Drake’s candid self-awareness proves to be Thank Me Later’s strongest quality. On “Karaoke” and “The Resistance,” he kvetches about his struggle to keep it real amid all the fame (“which made me question when I went missing / and when I started treating my friends different”) as well as the pressure of repping Toronto’s hip-hop scene by his lonesome (“carried the weight for my city like a cargo ship”). Elsewhere, he dishes gossip rag–worthy dirt ranging from his sham of a relationship with Rihanna (“I could tell it wasn’t love / I just thought you fucked with me”) to lost loves (“do I ever come up in discussion over double-pump lattes and low-fat muffins?”) to accidental pregnancies (“plus this woman that I messed with unprotected / texting saying she wish she would’ve kept it”). Though we all know Drizzy can’t freestyle his way out of a paper bag (even when reading off of a BlackBerry), he nevertheless pens intimate rhymes rife with enough genuine self-examination to set him apart from his thugged-out competition.

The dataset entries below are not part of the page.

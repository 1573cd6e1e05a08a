pub mod bitmap;
pub mod fast_lazy_static;
pub mod id;
pub mod linkedlist;
pub mod stacklist;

Of course, that’s not to say Thank Me Later’s in short supply of alpha-male aggrandizement. “Show Me A Good Time” and “Up All Night” are littered with bankrolling braggadocio, while “Shut It Down” is a panty-melter on par with “Best I Ever Had.” Yet Drake even tackles this material with refreshing earnestness, relishing in his overnight fortune sans any escaped-the-hood platitudes and crooning about a beautiful girl like a guy who just wants to take her home and give her a foot massage. R&B-tinged, synth-and-string laden beats (courtesy of Kanye West, 40, Swizz Beats, and many others) provide a spacey, slow-burning soundtrack to his introspective (if not navel-gazing) musings, while a buffet of guests (Jay-Z, T.I., Nicki Minaj, etc.) provide A-list ammo to this already high-profile release. Overhyped as he may be, Drake brings heartfelt sincerity to a game cluttered with phoned-in phoniness. Those who get it will thank him now, those who don’t will thank him later; the rest of us will keep wondering why The Zit Remedy didn’t blow up instead.